Ransomware operators are actively using the SystemBC RAT to maintain persistence on infected machines. The malware has been on sale at underground forums since 2019. Recently, it has evolved to use Tor for encryption of command and control traffic.
What has happened?
Earlier, the SystemBC malware acted as a virtual private network by using a SOCKS5 proxy into a backdoor. However, it has now evolved as an off-the-shelf tool.
- It is capable of running Windows commands, implementing malicious DLLs, script deployment, remote administration and monitoring, and establishing backdoors for operators to receive commands.
- Over time, it has evolved into a sophisticated backdoor, that leverages the anonymity of the TOR network to hide its communications with its C2 servers.

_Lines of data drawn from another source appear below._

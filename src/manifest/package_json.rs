//! package.json parser
//!
//! Reads the `dependencies` and `devDependencies` sections. Ranges are kept
//! verbatim; whether they are valid npm ranges is decided later by the
//! evaluator. Only text that is not JSON is an error: sections of the wrong
//! shape are treated as absent and non-string ranges are kept as their JSON
//! text, so one odd entry never hides the others.

use crate::domain::{DependencyDeclaration, DependencyKind};
use crate::error::ManifestError;
use crate::manifest::ManifestDependencies;
use serde_json::{Map, Value};
use std::path::PathBuf;
use tracing::warn;

/// Parser for package.json text
#[derive(Debug, Clone)]
pub struct PackageJsonParser {
    /// Path used in error messages
    path: PathBuf,
}

impl PackageJsonParser {
    /// Create a parser that reports errors against `package.json`
    pub fn new() -> Self {
        Self::with_path(super::MANIFEST_FILENAME)
    }

    /// Create a parser that reports errors against the given path
    pub fn with_path(path: impl Into<PathBuf>) -> Self {
        Self { path: path.into() }
    }

    /// Parse manifest text into its dependency sections
    pub fn parse(&self, content: &str) -> Result<ManifestDependencies, ManifestError> {
        let json: Value = serde_json::from_str(content)
            .map_err(|e| ManifestError::json_parse_error(&self.path, e.to_string()))?;

        let Some(root) = json.as_object() else {
            warn!(path = %self.path.display(), "manifest root is not an object");
            return Ok(ManifestDependencies::default());
        };

        Ok(ManifestDependencies {
            runtime: self.parse_section(root, DependencyKind::Runtime),
            development: self.parse_section(root, DependencyKind::Development),
        })
    }

    fn parse_section(
        &self,
        root: &Map<String, Value>,
        kind: DependencyKind,
    ) -> Vec<DependencyDeclaration> {
        let section = kind.manifest_key();
        let deps = match root.get(section) {
            None | Some(Value::Null) => return Vec::new(),
            Some(Value::Object(deps)) => deps,
            Some(_) => {
                warn!(path = %self.path.display(), section, "section is not an object, ignoring");
                return Vec::new();
            }
        };

        deps.iter()
            .map(|(name, range)| {
                let range = match range {
                    Value::String(range) => range.clone(),
                    other => {
                        warn!(package = %name, section, "version range is not a string");
                        other.to_string()
                    }
                };
                DependencyDeclaration::new(name, range, kind)
            })
            .collect()
    }
}

impl Default for PackageJsonParser {
    fn default() -> Self {
        Self::new()
    }
}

- Recently, the malware was deployed as an off-the-shelf tool, which could be obtained via malware-as-a-service deals. In some cases, it was present on infected machines for days or weeks.
SystemBC has been recently used by several ransomware operators including Ryuk and Egregor, along with post-exploitation tools such as Cobalt Strike.
- A few weeks ago, Egregor ransomware operators were observed using SystemBC to create an obfuscated backchannel for data exfiltration and attack communications.
- Ryuk ransomware operators were also observed using SystemBC during attacks to maintain persistence.
Off-the-shelf tools are being favored by ransomware operators because they offer several features for persistence. Thus, experts suggest using a reliable anti-malware solution to detect malware, take a good backup of important data, and provide training to employees for spotting phishing or spam emails.